Prevention of diabetes by administration of GnRH antagonists

Abstract

A method for reducing the incidence or delaying the onset of diabetes in diabetes-susceptible mammals (e.g., mice, rats, humans) is provided wherein the mammals are treated with a gonadotropin-releasing hormone (GnRH) antagonist. Preferably, the antagonist is administered repeatedly over time by subcutaneous injection. A useful antagonist is Acetyl-β-[2-Naphthyl]-D-Ala-D-p-Chloro-Phe-β-[3-Pyridyl]-D-Ala-Ser-Nε-[Nicotinoyl]-Lys-Nε-[Nicotinoyl]-D-Lys-Leu-Nε-[Isopropyl]-Lys-Pro-D-Ala-NH2. Other useful antagonists are Nal-Glu, PPI-149 and acryline.

Description

BACKGROUND OF THE INVENTION

[0001] 1. Field of the Invention

[0002] The present invention is directed to a method of reducing the incidence or delaying the onset of diabetes in diabetes-susceptible mammals by the administration to the mammal of an effective amount of a gonadatropin-releasing hormone (GnRH) antagonist. The administration of such an antagonist gives statistically significant reductions in diabetes incidence and/or onset.

[0003] 2. Description of the Prior Art

[0004] There are 15.7 million people (5.9% of the population) in the United States who have diabetes. An estimated 10.3 million people have been diagnosed with diabetes, while 5.4 million people are unaware that they have a disease. Each day approximately 2,200 people are diagnosed with diabetes. Diabetes is the seventh leading cause of death (sixth-leading cause of death by disease) in the United States. Diabetes is a chronic disease that has no cure. Diabetes is one of the most costly health problems in America. Health care and other costs directly related to diabetes treatment, as well as the costs of lost productivity, are believed to be $98 billion annually.

[0005] Diabetes is a disease in which the body does not produce or properly use insulin, a hormone that is needed to convert sugar, starches and other food into energy needed for daily life. The cause of diabetes is a mystery, although both genetics and environmental factors such as obesity and lack of exercise appear to play roles. There are two major types of diabetes:

[0006] Type 1. An autoimmune disease in which the body does not produce any insulin, most often occurring in children and young adults. People with Type 1 diabetes must take daily insulin injections to stay alive. Type 1 diabetes accounts for 5-10 percent of diabetes.

[0007] Type 2. A metabolic disorder resulting from the body's inability to make enough, or properly use, insulin. It is the most common form of the disease. Type 2 diabetes accounts for 90-95 percent of diabetes. Type 2 diabetes is nearing epidemic proportions, due to an increased number of older Americans, and a greater prevalence of obesity and sedentary lifestyles.

[0008] There are two forms of Type 1 diabetes. Immune-mediated diabetes mellitus results from an autoimmune process in which the body's immune system attacks and destroys the insulin producing cells of the pancreas. Since glucose cannot enter the cells, it builds up in the blood and the body's cells literally starve to death. The second, Idiopathic Type 1, refers to rare forms of the disease that have no known cause. People with Type 1 diabetes must take daily insulin injections to stay alive.

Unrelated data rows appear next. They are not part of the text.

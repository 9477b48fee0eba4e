//! Update processors that convert v3 resources into the v1 model Felix
//! consumes.

use ahash::AHashMap as HashMap;
use calico_syncer_core::{
    k8s::{self, kinds},
    EndpointPort, Error, HostEndpoint, IpNet, KVPair, Key, ProfileRules, Resource,
    UpdateProcessor, Value, Wireguard, WorkloadEndpoint,
};
use std::net::IpAddr;

const NAMESPACE_LABEL: &str = "projectcalico.org/namespace";
const ORCHESTRATOR_LABEL: &str = "projectcalico.org/orchestrator";

const NODE_IP_CONFIG: &str = "NodeIP";
const VXLAN_TUNNEL_ADDR_CONFIG: &str = "IPv4VXLANTunnelAddr";

/// Converts resources of one kind with a stateless function, remembering the
/// keys derived from each resource so that they can be deleted when the
/// resource is deleted or no longer derives them.
pub struct ConversionProcessor<F> {
    kind: &'static str,
    convert: F,
    derived: HashMap<Key, Vec<Key>>,
}

pub fn host_endpoint() -> impl UpdateProcessor {
    ConversionProcessor::new(kinds::HOST_ENDPOINT, |r: &Resource| match r {
        Resource::HostEndpoint(hep) => convert_host_endpoint(hep),
        _ => Ok(vec![]),
    })
}

pub fn workload_endpoint() -> impl UpdateProcessor {
    ConversionProcessor::new(kinds::WORKLOAD_ENDPOINT, |r: &Resource| match r {
        Resource::WorkloadEndpoint(wep) => convert_workload_endpoint(wep),
        _ => Ok(vec![]),
    })
}

pub fn profile() -> impl UpdateProcessor {
    ConversionProcessor::new(kinds::PROFILE, |r: &Resource| match r {
        Resource::Profile(profile) => Ok(convert_profile(profile)),
        _ => Ok(vec![]),
    })
}

pub fn node() -> impl UpdateProcessor {
    ConversionProcessor::new(kinds::NODE, |r: &Resource| match r {
        Resource::Node(node) => convert_node(node),
        _ => Ok(vec![]),
    })
}

// === impl ConversionProcessor ===

impl<F> ConversionProcessor<F>
where
    F: Fn(&Resource) -> Result<Vec<KVPair>, Error> + Send + 'static,
{
    pub fn new(kind: &'static str, convert: F) -> Self {
        Self {
            kind,
            convert,
            derived: HashMap::default(),
        }
    }
}

impl<F> UpdateProcessor for ConversionProcessor<F>
where
    F: Fn(&Resource) -> Result<Vec<KVPair>, Error> + Send + 'static,
{
    fn process(&mut self, kv: &KVPair) -> Result<Vec<KVPair>, Error> {
        let Some(value) = kv.value.as_ref() else {
            let previous = self.derived.remove(&kv.key).unwrap_or_default();
            return Ok(previous
                .into_iter()
                .map(|key| KVPair::deleted(key).with_revision(&kv.revision))
                .collect());
        };

        let resource = match value {
            Value::Resource(resource) if resource.kind() == self.kind => resource,
            _ => {
                return Err(Error::InvalidConfig(format!(
                    "expected a {} resource at {}",
                    self.kind, kv.key
                )))
            }
        };

        let kvs = (self.convert)(resource)?
            .into_iter()
            .map(|derived| derived.with_revision(&kv.revision))
            .collect::<Vec<_>>();
        let keys = kvs.iter().map(|kv| kv.key.clone()).collect::<Vec<_>>();
        let previous = self.derived.insert(kv.key.clone(), keys).unwrap_or_default();

        let mut updates = previous
            .into_iter()
            .filter(|key| !kvs.iter().any(|kv| kv.key == *key))
            .map(|key| KVPair::deleted(key).with_revision(&kv.revision))
            .collect::<Vec<_>>();
        updates.extend(kvs);
        Ok(updates)
    }

    fn on_syncer_starting(&mut self) {
        self.derived.clear();
    }
}

fn convert_host_endpoint(hep: &k8s::HostEndpoint) -> Result<Vec<KVPair>, Error> {
    let name = hep.metadata.name.clone().unwrap_or_default();
    if hep.spec.node.is_empty() {
        return Err(Error::InvalidConfig(format!(
            "host endpoint {name} has no node"
        )));
    }

    let mut expected_ipv4_addrs = Vec::new();
    let mut expected_ipv6_addrs = Vec::new();
    for ip in &hep.spec.expected_ips {
        match ip.parse::<IpAddr>() {
            Ok(ip @ IpAddr::V4(_)) => expected_ipv4_addrs.push(ip),
            Ok(ip @ IpAddr::V6(_)) => expected_ipv6_addrs.push(ip),
            Err(_) => {
                return Err(Error::InvalidConfig(format!(
                    "host endpoint {name} has an invalid expected IP: {ip}"
                )))
            }
        }
    }

    let key = Key::HostEndpoint {
        hostname: hep.spec.node.clone(),
        endpoint_id: name,
    };
    let value = HostEndpoint {
        name: match hep.spec.interface_name.as_str() {
            "*" => String::new(),
            iface => iface.to_string(),
        },
        expected_ipv4_addrs,
        expected_ipv6_addrs,
        labels: hep.metadata.labels.clone().unwrap_or_default(),
        profile_ids: hep.spec.profiles.clone(),
        ports: sorted_ports(&hep.spec.ports),
    };
    Ok(vec![KVPair::new(key, Value::HostEndpoint(value))])
}

fn convert_workload_endpoint(wep: &k8s::WorkloadEndpoint) -> Result<Vec<KVPair>, Error> {
    let name = wep.metadata.name.clone().unwrap_or_default();
    let namespace = wep.metadata.namespace.clone().unwrap_or_default();

    let mut ipv4_nets = Vec::new();
    let mut ipv6_nets = Vec::new();
    for net in &wep.spec.ip_networks {
        match net.parse::<IpNet>() {
            Ok(net @ IpNet::V4(_)) => ipv4_nets.push(net),
            Ok(net @ IpNet::V6(_)) => ipv6_nets.push(net),
            Err(_) => {
                return Err(Error::InvalidConfig(format!(
                    "workload endpoint {namespace}/{name} has an invalid IP network: {net}"
                )))
            }
        }
    }

    let workload = if wep.spec.pod.is_empty() {
        &wep.spec.workload
    } else {
        &wep.spec.pod
    };
    let key = Key::WorkloadEndpoint {
        hostname: wep.spec.node.clone(),
        orchestrator_id: wep.spec.orchestrator.clone(),
        workload_id: format!("{namespace}/{workload}"),
        endpoint_id: wep.spec.endpoint.clone(),
    };

    let mut labels = wep.metadata.labels.clone().unwrap_or_default();
    labels.insert(NAMESPACE_LABEL.to_string(), namespace.clone());
    labels.insert(ORCHESTRATOR_LABEL.to_string(), wep.spec.orchestrator.clone());
    let value = WorkloadEndpoint {
        state: "active".to_string(),
        name: wep.spec.interface_name.clone(),
        mac: (!wep.spec.mac.is_empty()).then(|| wep.spec.mac.clone()),
        profile_ids: wep.spec.profiles.clone(),
        ipv4_nets,
        ipv6_nets,
        labels,
        ports: sorted_ports(&wep.spec.ports),
    };
    Ok(vec![KVPair::new(key, Value::WorkloadEndpoint(value))])
}

/// A profile yields its rules, the profile itself and, when it applies any,
/// its labels.
fn convert_profile(profile: &k8s::Profile) -> Vec<KVPair> {
    let name = profile.metadata.name.clone().unwrap_or_default();
    let mut kvs = vec![
        KVPair::new(
            Key::ProfileRules { name: name.clone() },
            Value::ProfileRules(ProfileRules {
                inbound_rules: profile.spec.ingress.clone(),
                outbound_rules: profile.spec.egress.clone(),
            }),
        ),
        KVPair::from_resource(profile.clone()),
    ];
    if !profile.spec.labels_to_apply.is_empty() {
        kvs.push(KVPair::new(
            Key::ProfileLabels { name },
            Value::Labels(profile.spec.labels_to_apply.clone()),
        ));
    }
    kvs
}

fn convert_node(node: &k8s::Node) -> Result<Vec<KVPair>, Error> {
    let hostname = node.metadata.name.clone().unwrap_or_default();
    let mut kvs = Vec::new();

    if let Some(addr) = node.ipv4_address() {
        let ip = addr.parse::<IpAddr>().map_err(|_| {
            Error::InvalidConfig(format!("node {hostname} has an invalid IPv4 address: {addr}"))
        })?;
        kvs.push(KVPair::new(
            Key::HostIp {
                hostname: hostname.clone(),
            },
            Value::HostIp(ip),
        ));
        kvs.push(KVPair::new(
            Key::HostConfig {
                hostname: hostname.clone(),
                name: NODE_IP_CONFIG.to_string(),
            },
            Value::Config(ip.to_string()),
        ));
    }

    kvs.push(KVPair::from_resource(node.clone()));

    let public_key = node
        .status
        .as_ref()
        .map(|s| s.wireguard_public_key.clone())
        .unwrap_or_default();
    let interface_ipv4_addr = node
        .spec
        .wireguard
        .as_ref()
        .and_then(|wg| wg.interface_ipv4_address.parse::<IpAddr>().ok());
    if interface_ipv4_addr.is_some() || !public_key.is_empty() {
        kvs.push(KVPair::new(
            Key::Wireguard {
                node_name: hostname.clone(),
            },
            Value::Wireguard(Wireguard {
                interface_ipv4_addr,
                public_key,
            }),
        ));
    }

    if !node.spec.ipv4_vxlan_tunnel_addr.is_empty() {
        kvs.push(KVPair::new(
            Key::HostConfig {
                hostname,
                name: VXLAN_TUNNEL_ADDR_CONFIG.to_string(),
            },
            Value::Config(node.spec.ipv4_vxlan_tunnel_addr.clone()),
        ));
    }

    Ok(kvs)
}

fn sorted_ports(ports: &[EndpointPort]) -> Vec<EndpointPort> {
    let mut ports = ports.to_vec();
    ports.sort();
    ports
}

[0009] The strikingly increased incidence of certain autoimmune diseases in females compared to males is well accepted. Although there is evidence that androgens and estrogens play a role in the pathogenesis of autoimmunity, the exact roles of gonadal steroids in autoimmune diseases remain unclear. A number of studies in experimental models have shown that gonadectomy modifies the expression of autoimmune diseases, including diabetes. (Roubinian, et al., (1978) Effect of Castration and Sex Hormone Treatment on Survival, Anti-nucleic Acid Antibodies, and Glomerulonephritis in Nzb/nzw F1 Mice. J. Exp Med, 147, 1568-83; Hawkins, et al., (1993) The Effect of Neonatal Sex Hormones on the Incidence of Diabetes in Nonobese Diabetic Mice. Proc. Soc. Exper. Biol. Med, 202, 201-205; Makino, et al., (1981) The Effect of Castration on the Appearance of Diabetes in Nod Mouse. Exp Anim, 30; and Fitzpatrick, et al., (1991) Influence of Castration, along or Combined with Thyrmectomy, on the Development of Diabetes in the Non-obese Diabetic Mouse. Endocrinology, 129, 1382-1390).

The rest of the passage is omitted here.